Справочные материалы:

[1] литтарру г п. Биомедицинские и клинические аспекты коэнзима Q [J]. Clin Investig, 1993, 71(8):587-588.

[2] юань цзинь, вэй хон. Прогресс микробной ферментации для производства coenzyme Q10 [J]. Аминокислоты и биоресурсы, 2004, 26(1):53 — 56.

[3] Wu Zufang, Weng Peifang, Chen Jian. Прогресс в исследовании функции coenzyme Q10[J]. Журнал университета нинбо: наука и техника, 2001, 14(2):85 — 88.

[4] ван генхуа, цянь хэ. Coenzyme Q10 и его преимущества для здоровья [J]. Jiangsu Food and Fermentation, 2002,(2):16-17.

[5] Huang W, Xu JZ. Новый прогресс в исследовании Coenzyme Q10 [J]. Химическая промышленность хэнань, 2003, 223(2): 12-15.

[6] мактото к. Биосинтез, биопроизводство и новые роли ubiQuinon ae [J]. J Biosci Bioeng, 2002, 94(6):511-517.

[7] биосинтез меганатана р. увихинона в микроорганизмах [J]. Биосинтез бибихинона в микроорганизмах [J]. FEMS Lett, 2001, 203(2):131- 139.

[8] пун W W, дэвис D E, Ha H T, и др. Идентификация Escherichia coli ubi B, гена, необходимого для первого шага монооксигеназы в биосинтезе ubiQuinone [J]. J бактериология, 2000, 182(18):5139-5146.

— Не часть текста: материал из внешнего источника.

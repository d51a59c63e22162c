//! Atomic flash-loan attack orchestration.
//!
//! The orchestrator walks a fixed state machine, Requested to InCallback to
//! Settled, against a checkpointed VM. Any step failure rolls the whole
//! checkpoint back so no partial effects survive. Entry is owner-gated; the
//! callback phase is callable only as the lending pool identity.

use alloy_primitives::{Address, Bytes, U256};
use alloy_sol_types::SolCall;
use tracing::{debug, info};

use crate::abi;
use crate::config::FLASH_LOAN_PREMIUM_BPS;
use crate::errors::{ProbeError, ProbeResult};
use crate::evm::TargetVm;

/// Orchestration phase.
#[derive(Debug, Clone, Copy, PartialEq, Eq)]
pub enum OrchestratorState {
    Idle,
    Requested,
    InCallback,
    Settled,
}

/// Value attached to a planned step.
#[derive(Debug, Clone, Copy)]
pub enum CallValue {
    Exact(U256),
    /// Resolved to the orchestrator's full native balance at step time.
    MaxAvailable,
}

/// One step of the attack plan, executed inside the loan callback.
#[derive(Debug, Clone)]
pub struct PlannedCall {
    pub target: Address,
    pub payload: Bytes,
    pub value: CallValue,
}

/// A borrow amount plus the steps to run while holding it.
#[derive(Debug, Clone)]
pub struct FlashLoanPlan {
    pub loan_amount: U256,
    pub steps: Vec<PlannedCall>,
}

/// Completion record for a settled attack.
#[derive(Debug, Clone)]
pub struct AttackReceipt {
    pub target: Address,
    pub borrowed: U256,
    pub profit: U256,
}

/// Owner-gated flash-loan executor.
pub struct FlashLoanOrchestrator {
    owner: Address,
    pool: Address,
    weth: Address,
    /// The orchestrator's own contract identity inside the simulation.
    pub address: Address,
    state: OrchestratorState,
}

impl FlashLoanOrchestrator {
    pub fn new(owner: Address, pool: Address, weth: Address, address: Address) -> Self {
        Self {
            owner,
            pool,
            weth,
            address,
            state: OrchestratorState::Idle,
        }
    }

    pub fn state(&self) -> OrchestratorState {
        self.state
    }

    /// Premium owed on top of the principal.
    pub fn premium(amount: U256) -> U256 {
        amount * U256::from(FLASH_LOAN_PREMIUM_BPS) / U256::from(10_000u64)
    }

    /// Run the full plan atomically. Only the owner may call; any failed
    /// step rolls back every effect since entry.
    pub fn execute(
        &mut self,
        caller: Address,
        vm: &mut dyn TargetVm,
        plan: &FlashLoanPlan,
        attack_target: Address,
    ) -> ProbeResult<AttackReceipt> {
        if caller != self.owner {
            return Err(ProbeError::unauthorized(format!(
                "execute caller {} is not the owner",
                caller
            )));
        }

        let checkpoint = vm.checkpoint();
        let owner_native_before = vm.native_balance(self.owner);
        self.state = OrchestratorState::Requested;

        let result = self.request_and_settle(vm, plan);
        match result {
            Ok(()) => {
                self.state = OrchestratorState::Settled;
                let profit = vm
                    .native_balance(self.owner)
                    .saturating_sub(owner_native_before);
                info!(
                    borrowed = %plan.loan_amount,
                    profit = %profit,
                    "flash loan settled"
                );
                Ok(AttackReceipt {
                    target: attack_target,
                    borrowed: plan.loan_amount,
                    profit,
                })
            }
            Err(e) => {
                vm.revert_to(checkpoint);
                self.state = OrchestratorState::Idle;
                debug!("flash loan rolled back: {}", e);
                Err(e)
            }
        }
    }

    fn request_and_settle(
        &mut self,
        vm: &mut dyn TargetVm,
        plan: &FlashLoanPlan,
    ) -> ProbeResult<()> {
        // Requested: the pool advances the principal in WETH.
        let advance = Bytes::from(
            abi::transferCall {
                to: self.address,
                amount: plan.loan_amount,
            }
            .abi_encode(),
        );
        vm.invoke(self.pool, self.weth, advance, U256::ZERO)
            .map_err(|e| {
                ProbeError::call_step_failed(format!("loan advance failed: {}", e))
            })?;

        self.on_loan(self.pool, vm, plan)?;
        self.settle(vm, plan.loan_amount)
    }

    /// Callback phase. Gated on the pool identity.
    fn on_loan(
        &mut self,
        caller: Address,
        vm: &mut dyn TargetVm,
        plan: &FlashLoanPlan,
    ) -> ProbeResult<()> {
        if caller != self.pool {
            return Err(ProbeError::unauthorized(format!(
                "callback caller {} is not the lending pool",
                caller
            )));
        }
        self.state = OrchestratorState::InCallback;

        // Unwrap the principal so plan steps spend native value.
        let unwrap = Bytes::from(abi::withdrawCall { wad: plan.loan_amount }.abi_encode());
        vm.invoke(self.address, self.weth, unwrap, U256::ZERO)
            .map_err(|e| ProbeError::call_step_failed(format!("unwrap failed: {}", e)))?;

        for (i, step) in plan.steps.iter().enumerate() {
            let value = match step.value {
                CallValue::Exact(v) => v,
                CallValue::MaxAvailable => vm.native_balance(self.address),
            };
            vm.invoke(self.address, step.target, step.payload.clone(), value)
                .map_err(|e| {
                    ProbeError::call_step_failed(format!("step {} failed: {}", i + 1, e))
                })?;
        }
        Ok(())
    }

    /// Repay principal plus premium, then sweep everything to the owner.
    fn settle(&mut self, vm: &mut dyn TargetVm, borrowed: U256) -> ProbeResult<()> {
        let owed = borrowed + Self::premium(borrowed);

        let weth_held = self.weth_balance(vm);
        if weth_held < owed {
            let shortfall = owed - weth_held;
            let wrap = Bytes::from(abi::depositCall {}.abi_encode());
            vm.invoke(self.address, self.weth, wrap, shortfall)
                .map_err(|e| {
                    ProbeError::call_step_failed(format!("repayment wrap failed: {}", e))
                })?;
        }

        let repay = Bytes::from(
            abi::transferCall {
                to: self.pool,
                amount: owed,
            }
            .abi_encode(),
        );
        vm.invoke(self.address, self.weth, repay, U256::ZERO)
            .map_err(|e| ProbeError::call_step_failed(format!("repayment failed: {}", e)))?;

        // Sweep residual WETH, then residual native value.
        let residual_weth = self.weth_balance(vm);
        if !residual_weth.is_zero() {
            let sweep = Bytes::from(
                abi::transferCall {
                    to: self.owner,
                    amount: residual_weth,
                }
                .abi_encode(),
            );
            vm.invoke(self.address, self.weth, sweep, U256::ZERO)
                .map_err(|e| ProbeError::call_step_failed(format!("token sweep failed: {}", e)))?;
        }

        let residual_native = vm.native_balance(self.address);
        if !residual_native.is_zero() {
            vm.invoke(self.address, self.owner, Bytes::new(), residual_native)
                .map_err(|e| {
                    ProbeError::call_step_failed(format!("native sweep failed: {}", e))
                })?;
        }
        Ok(())
    }

    fn weth_balance(&self, vm: &mut dyn TargetVm) -> U256 {
        let call = Bytes::from(
            abi::balanceOfCall {
                account: self.address,
            }
            .abi_encode(),
        );
        match vm.view(self.address, self.weth, call) {
            Ok(ret) => abi::decode_uint(&ret),
            Err(_) => U256::ZERO,
        }
    }
}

[9] ромер м. Открытие мевалонатного независимого пути для iso- преноидной биосинтеза у бактерий, водорослей и высших растений [J]. Nat prod Rep, 1999, 16(5):565-574.

[10] Grunler J, Ericsson J, Dallner G. Ответная реакция в биосине — тезисы холестерина, долихола, убихинона и пренлилированных белков [J]. Biochim Biophys Acta, 1994, 1221(2):259 — 277.

 [11] меганатан р. Биосинтсис менакинона и убихинона: перспективный на ферзиматические механизмы [J]. Витам хорм, 2001, 61(2):173 — 218.

[12] ван к, охнума с. Механизм определения цепной длины синтазов iso- пренила дифосфата и последствий для молекулярной эволюции [J]. Тенденции Biochem Sci, 1999, 24(11):445-451.

[13] кайну т, окада к, сузуки к и др. Димерное образование октапреновой дифосфатной синтазы (Isp B) необходимо для определения длины цепи ubiQ-uinone [J]. J Biol chem, 2001, 276(11):7876-7883.

 [14] Yoshida H, Kotani Y, ochiai K, et al. Производство ubiQuinone-10 с использованием бактерий [J]. J Gen Appl Microbiol, 1998, 44(1):19-26.

[15] у зуфан, бу гочэн, чэнь цзянь. Условия ферментации мясных фляг для производства коэнзима Q10 радиодуранцами Rhizobium WSH2601[J]. Журнал вуси университета легкой промышленности, 2003, 22(1):65-69.

[16] гу цзюфэнь, чэнь гуаньмин, ли шучжэнь. Синтез коэнзима Q10 путем преобразования микробов [J]. Прогресс фармакологии, 2001, 25(6):339 — 343.

[17] чжан яньцзинь, юань ципень, лян хао. Исследование условий ферментации дрожжей, производящих коэнзим q10 [J]. Microbiology Bulletin, 2003, 30(2):65-69.

[18] ван генхуа, цянь хэ. Влияние условий ферментации на рост клеток и синтез коэнзима Q10 ризобиевого гороха [J]. Журнал вуси университета легкой промышленности, 2003, 22(3):101-103.